═══ DATA EXTRACT ═══

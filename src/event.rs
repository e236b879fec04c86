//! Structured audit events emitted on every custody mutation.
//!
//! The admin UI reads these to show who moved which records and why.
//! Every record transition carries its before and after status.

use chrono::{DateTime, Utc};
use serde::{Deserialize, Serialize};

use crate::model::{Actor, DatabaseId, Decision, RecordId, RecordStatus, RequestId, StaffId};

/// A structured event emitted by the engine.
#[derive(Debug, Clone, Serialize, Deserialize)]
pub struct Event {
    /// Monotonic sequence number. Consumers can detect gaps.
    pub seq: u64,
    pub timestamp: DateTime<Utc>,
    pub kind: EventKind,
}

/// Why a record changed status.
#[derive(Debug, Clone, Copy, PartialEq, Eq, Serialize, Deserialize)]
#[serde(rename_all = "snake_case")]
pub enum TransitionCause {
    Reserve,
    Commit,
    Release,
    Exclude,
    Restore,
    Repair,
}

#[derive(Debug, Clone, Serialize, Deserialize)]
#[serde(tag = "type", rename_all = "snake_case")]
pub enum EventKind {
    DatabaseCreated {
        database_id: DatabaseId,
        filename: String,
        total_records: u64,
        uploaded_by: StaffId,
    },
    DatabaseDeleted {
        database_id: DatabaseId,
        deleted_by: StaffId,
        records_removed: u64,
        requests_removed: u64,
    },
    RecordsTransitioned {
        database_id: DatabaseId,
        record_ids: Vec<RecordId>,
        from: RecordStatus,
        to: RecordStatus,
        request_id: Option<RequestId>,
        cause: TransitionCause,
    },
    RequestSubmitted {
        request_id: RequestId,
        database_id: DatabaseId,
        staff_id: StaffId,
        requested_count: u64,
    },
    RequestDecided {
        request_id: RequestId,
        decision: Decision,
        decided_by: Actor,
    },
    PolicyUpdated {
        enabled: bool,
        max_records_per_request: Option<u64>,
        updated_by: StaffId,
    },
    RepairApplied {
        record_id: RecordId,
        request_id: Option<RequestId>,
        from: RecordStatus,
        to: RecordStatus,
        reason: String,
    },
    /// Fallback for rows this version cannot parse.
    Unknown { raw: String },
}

═══

▶ _WORK TO BE COMPLETED_
Go through the data and copy each line exactly as it was written.

▶ _REPLY TO THE TASK_
filename src/event.rs
repository e236b879fec04c86
//! Structured audit events emitted on every custody mutation.
//!
//! The admin UI reads these to show who moved which records and why.
//! Every record transition carries its before and after status.

use chrono::{DateTime, Utc};
use serde::{Deserialize, Serialize};

use crate::model::{Actor, DatabaseId, Decision, RecordId, RecordStatus, RequestId, StaffId};

/// A structured event emitted by the engine.
#[derive(Debug, Clone, Serialize, Deserialize)]
pub struct Event {
    /// Monotonic sequence number. Consumers can detect gaps.
    pub seq: u64,
    pub timestamp: DateTime<Utc>,
    pub kind: EventKind,
}

/// Why a record changed status.
#[derive(Debug, Clone, Copy, PartialEq, Eq, Serialize, Deserialize)]
#[serde(rename_all = "snake_case")]
pub enum TransitionCause {
    Reserve,
    Commit,
    Release,
    Exclude,
    Restore,
    Repair,
}

#[derive(Debug, Clone, Serialize, Deserialize)]
#[serde(tag = "type", rename_all = "snake_case")]
pub enum EventKind {
    DatabaseCreated {
        database_id: DatabaseId,
        filename: String,
        total_records: u64,
        uploaded_by: StaffId,
    },
    DatabaseDeleted {
        database_id: DatabaseId,
        deleted_by: StaffId,
        records_removed: u64,
        requests_removed: u64,
    },
    RecordsTransitioned {
        database_id: DatabaseId,
        record_ids: Vec<RecordId>,
        from: RecordStatus,
        to: RecordStatus,
        request_id: Option<RequestId>,
        cause: TransitionCause,
    },
    RequestSubmitted {
        request_id: RequestId,
        database_id: DatabaseId,
        staff_id: StaffId,
        requested_count: u64,
    },
    RequestDecided {
        request_id: RequestId,
        decision: Decision,
        decided_by: Actor,
    },
    PolicyUpdated {
        enabled: bool,
        max_records_per_request: Option<u64>,
        updated_by: StaffId,
    },
    RepairApplied {
        record_id: RecordId,
        request_id: Option<RequestId>,
        from: RecordStatus,
        to: RecordStatus,
        reason: String,
    },
    /// Fallback for rows this version cannot parse.
    Unknown { raw: String },
}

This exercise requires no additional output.